▶ [Task input]:
//! Command wire protocol.
//!
//! Requests and responses travel as length-delimited frames, each frame a
//! bincode-encoded message. The command arguments are already positional
//! byte strings, so the protocol carries them directly; there is no
//! string re-encoding between the client and the dispatch table.

use std::io;

use bytes::Bytes;
use futures_util::{SinkExt, StreamExt};
use serde::{Deserialize, Serialize};
use tokio::net::{TcpStream, ToSocketAddrs};
use tokio_util::codec::{Framed, LengthDelimitedCodec};
use trellis_repl::ApplyOutcome;

/// One command request.
#[derive(Debug, Clone, PartialEq, Eq, Serialize, Deserialize)]
pub struct Request {
    /// The operation name.
    pub op: String,
    /// The positional byte-string arguments.
    pub args: Vec<Bytes>,
    /// Serve this read from the local engine snapshot instead of going
    /// through the command log. Only meaningful for `GetRow`/`GetCols`.
    #[serde(default)]
    pub local: bool,
}

impl Request {
    /// Creates a replicated command request.
    pub fn new(op: impl Into<String>, args: Vec<Bytes>) -> Self {
        Self {
            op: op.into(),
            args,
            local: false,
        }
    }

    /// Creates a local-read request.
    pub fn local_read(op: impl Into<String>, args: Vec<Bytes>) -> Self {
        Self {
            op: op.into(),
            args,
            local: true,
        }
    }
}

/// One command response.
#[derive(Debug, Clone, PartialEq, Eq, Serialize, Deserialize)]
pub struct Response {
    /// The serialized result bytes; empty for writes and failures.
    pub data: Bytes,
    /// The failure reason, when the command failed.
    pub error: Option<String>,
}

impl Response {
    /// Creates a failure response.
    pub fn fail(error: impl Into<String>) -> Self {
        Self {
            data: Bytes::new(),
            error: Some(error.into()),
        }
    }

    /// Whether the command succeeded.
    pub fn is_ok(&self) -> bool {
        self.error.is_none()
    }
}

impl From<ApplyOutcome> for Response {
    fn from(outcome: ApplyOutcome) -> Self {
        Self {
            data: outcome.data,
            error: outcome.error,
        }
    }
}

/// Builds the frame codec used on both ends of a connection.
pub(crate) fn codec(max_frame_bytes: usize) -> LengthDelimitedCodec {
    LengthDelimitedCodec::builder()
        .max_frame_length(max_frame_bytes)
        .new_codec()
}

/// A connected protocol client.
///
/// Commands are issued one at a time per connection; open more clients
/// for concurrency.
pub struct Client {
    framed: Framed<TcpStream, LengthDelimitedCodec>,
}

impl Client {
    /// Connects to a server.
    pub async fn connect(addr: impl ToSocketAddrs) -> io::Result<Self> {
        let stream = TcpStream::connect(addr).await?;
        Ok(Self {
            framed: Framed::new(stream, codec(default_client_frame_bytes())),
        })
    }

    /// Issues one command and waits for its response.
    pub async fn call(&mut self, request: Request) -> io::Result<Response> {
        let encoded = bincode::serialize(&request)
            .map_err(|err| io::Error::new(io::ErrorKind::InvalidInput, err))?;
        self.framed.send(encoded.into()).await?;

        let frame = self
            .framed
            .next()
            .await
            .ok_or_else(|| io::Error::new(io::ErrorKind::UnexpectedEof, "connection closed"))??;
        bincode::deserialize(&frame).map_err(|err| io::Error::new(io::ErrorKind::InvalidData, err))
    }
}

fn default_client_frame_bytes() -> usize {
    crate::config::ServerConfig::default().max_frame_bytes
}
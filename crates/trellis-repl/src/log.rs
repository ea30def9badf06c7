//! The command log contract and its single-node implementation.
//!
//! The command log is the boundary to the consensus layer. The contract
//! the application side relies on: each appended command is applied
//! exactly once on this node, in append order, each under its own fresh
//! transaction. How agreement across nodes is reached is not this crate's
//! concern.

use std::sync::Arc;

use parking_lot::Mutex;
use tracing::debug;
use trellis_common::StoreResult;

use crate::apply::{Applier, ApplyOutcome};
use crate::command::Command;

/// Position of a command in the applied sequence. Indices are contiguous
/// and start at 1.
pub type LogIndex = u64;

/// The ordered, exactly-once command application contract.
///
/// `Err` from [`append`](CommandLog::append) means the command could not
/// be submitted or agreed and nothing was applied. A command that was
/// applied and failed deterministically reports through
/// [`ApplyOutcome::error`] instead, so every node records the same
/// failure.
pub trait CommandLog: Send + Sync {
    /// Submits a command and returns its outcome once applied locally.
    fn append(&self, cmd: Command) -> StoreResult<ApplyOutcome>;

    /// Index of the most recently applied command.
    fn last_applied(&self) -> LogIndex;
}

/// Single-node command log.
///
/// Serializes appends on a mutex and applies each command immediately; the
/// stand-in for a consensus engine in embedded use and tests. Entries are
/// not retained — there are no followers to replay them to.
pub struct LocalLog {
    applier: Arc<Applier>,
    last_applied: Mutex<LogIndex>,
}

impl LocalLog {
    /// Creates a log applying commands through the given applier.
    pub fn new(applier: Arc<Applier>) -> Self {
        Self {
            applier,
            last_applied: Mutex::new(0),
        }
    }

    /// Returns the shared applier.
    pub fn applier(&self) -> &Arc<Applier> {
        &self.applier
    }
}

impl CommandLog for LocalLog {
    fn append(&self, cmd: Command) -> StoreResult<ApplyOutcome> {
        let mut last_applied = self.last_applied.lock();
        *last_applied += 1;
        debug!(index = *last_applied, command = %cmd.name, "applying command");
        Ok(self.applier.apply(&cmd))
    }

    fn last_applied(&self) -> LogIndex {
        *self.last_applied.lock()
    }
}
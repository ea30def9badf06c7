//! Replay convergence: two nodes applying the same command sequence end
//! up with identical state, including identical deterministic failures.

use std::sync::Arc;

use bytes::Bytes;
use trellis_repl::{Applier, Command, CommandLog, LocalLog};
use trellis_store::{MemoryEngine, Registry};

fn node() -> LocalLog {
    let applier = Applier::new(Registry::new(), Arc::new(MemoryEngine::new()));
    LocalLog::new(Arc::new(applier))
}

fn cmd(name: &str, arguments: &[&str]) -> Command {
    Command::new(
        name,
        arguments
            .iter()
            .map(|s| Bytes::copy_from_slice(s.as_bytes()))
            .collect(),
    )
}

#[test]
fn test_identical_sequences_converge() {
    let sequence = vec![
        cmd("PutCols", &["row1", "t", "x", "1"]),
        cmd("PutCols", &["row1", "t", "y", "2"]),
        cmd("PutCols", &["row2", "t", "x", "9"]),
        cmd("PutRow", &["row1", "t", "z", "3"]),
        // A deterministic failure: applied (and rejected) on both nodes.
        cmd("PutCols", &["row2", "t", "dangling"]),
        cmd("DelRow", &["row2", "t"]),
    ];

    let node_a = node();
    let node_b = node();

    let outcomes_a: Vec<_> = sequence
        .iter()
        .map(|c| node_a.append(c.clone()).unwrap())
        .collect();
    let outcomes_b: Vec<_> = sequence
        .iter()
        .map(|c| node_b.append(c.clone()).unwrap())
        .collect();

    // Byte-identical outcomes at every log position.
    assert_eq!(outcomes_a, outcomes_b);
    assert_eq!(node_a.last_applied(), node_b.last_applied());

    // Byte-identical read results afterwards.
    for read in [
        cmd("GetRow", &["row1", "t"]),
        cmd("GetRow", &["row2", "t"]),
        cmd("GetCols", &["row1", "t", "z"]),
    ] {
        let a = node_a.append(read.clone()).unwrap();
        let b = node_b.append(read).unwrap();
        assert_eq!(a, b);
        assert!(a.is_ok());
    }
}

▶ [Work to be completed]:
Using the data above, repeat exactly the lines that begin at the line with "pub async fn connect(addr: impl" and end at the line with "let encoded = bincode::serialize(&request)", both ends included.

▶ [Solution to this problem]:
    pub async fn connect(addr: impl ToSocketAddrs) -> io::Result<Self> {
        let stream = TcpStream::connect(addr).await?;
        Ok(Self {
            framed: Framed::new(stream, codec(default_client_frame_bytes())),
        })
    }

    /// Issues one command and waits for its response.
    pub async fn call(&mut self, request: Request) -> io::Result<Response> {
        let encoded = bincode::serialize(&request)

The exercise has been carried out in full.